Recogidas las maletas -en realidad una, la otra sigue perdida- me fui al mostrador de Lufthansa a alcarar lo sucedido. Efectivamente, mi billete no llegó a emitirse y, afortunadamente tampoco me habían llegado a pasar a mi cuenta el cargo de 386 euros que costaba. La bilingüe español-alemán me atendió con comprensión y amabilidad en mi idioma, mientras cuchicheaba con su compañera en alemán por lo que, paranoica como soy, ya empecé a pensar que aquello era una conspiración contra mí. Pero no, aquella me aseguró que no me iban a cobrar el billete, sólo los gastos de gestión. ¿De gestión de qué? ¿De un billete que no existe? Estaba tan agotada que decidí obviar el asunto. Le pedí que no me "reasignara" nada, que no me pusiera en lista de espera, como ya me había prometido, porque sólo tenía ganas de volver a casa a descansar.

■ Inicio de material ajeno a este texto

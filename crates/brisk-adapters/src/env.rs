//! Env-file parsing and environment lookup backed by `dotenvy`.

use std::collections::HashMap;
use std::env;
use std::path::Path;

use brisk_core::application::ports::EnvSource;
use brisk_core::error::ConfigError;
use tracing::{debug, instrument};

/// Reads `.env` files with `dotenvy` and looks keys up in an external
/// environment.
///
/// [`DotenvSource::process`] consults the process environment;
/// [`DotenvSource::isolated`] consults a fixed map instead, which keeps tests
/// independent of the ambient environment.
#[derive(Debug, Clone, Default)]
pub struct DotenvSource {
    overrides: Option<HashMap<String, String>>,
}

impl DotenvSource {
    pub fn process() -> Self {
        Self { overrides: None }
    }

    pub fn isolated<I, K, V>(vars: I) -> Self
    where
        I: IntoIterator<Item = (K, V)>,
        K: Into<String>,
        V: Into<String>,
    {
        Self {
            overrides: Some(
                vars.into_iter()
                    .map(|(k, v)| (k.into(), v.into()))
                    .collect(),
            ),
        }
    }
}

impl EnvSource for DotenvSource {
    #[instrument(skip(self), fields(path = %path.display()))]
    fn read_file(&self, path: &Path) -> Result<Vec<(String, String)>, ConfigError> {
        let entries = dotenvy::from_path_iter(path)
            .map_err(|e| ConfigError::new(path, e.to_string()))?
            .collect::<Result<Vec<_>, _>>()
            .map_err(|e| ConfigError::new(path, e.to_string()))?;

        debug!(count = entries.len(), "Env file parsed");
        Ok(entries)
    }

    fn var(&self, key: &str) -> Option<String> {
        match &self.overrides {
            Some(vars) => vars.get(key).cloned(),
            None => env::var(key).ok(),
        }
    }
}

/// Load `path` into the process environment without overriding variables
/// that are already set.
///
/// Only the CLI calls this, once, before any threads are spawned.
pub fn export_env_file(path: &Path) -> Result<(), ConfigError> {
    dotenvy::from_path(path).map_err(|e| ConfigError::new(path, e.to_string()))
}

Y en esas estoy, descansando. Y sin ninguna gana de viajar, y menos aún, de volar.
Y conste que a mis lectores les he ahorrado el asunto de la otra trabajadora de Lufthansa que me había atendido previamente y que se dedicó a recordarme, con aires broncos, lo estúpida que soy, lo fácil que me resulta perderme en un aeropuerto y las escasas posibilidades que tenía de llegar a mi destino en las horas que le quedaban a aquel sábado.
2 comentarios:
Desde luego, vaya historia... Pero míralo por el lado bueno... ¡Estás en casa!
Sí, esa es la ventaja. Aunque me hubiera gustado ser responsable de ello. Es decir, ¿cómo sabían todos los trabajadores del aeropuerto y de las diferentes compañías aéreas implicadas que yo prefería no volar? ¡Qué majos son! Han tenido en cuenta mis deseos más de lo que lo he hecho yo; y han sumado sus esfuerzos para hacerlos realidad.
Ese es el problema, que la responsable de volar o no volar debería ser yo y sólo yo; y no la incompetencia de esta gente. Si hubiera sido un viaje importante, ineludible, ¿qué posibilidades habría tenido de llevarlo a buen término?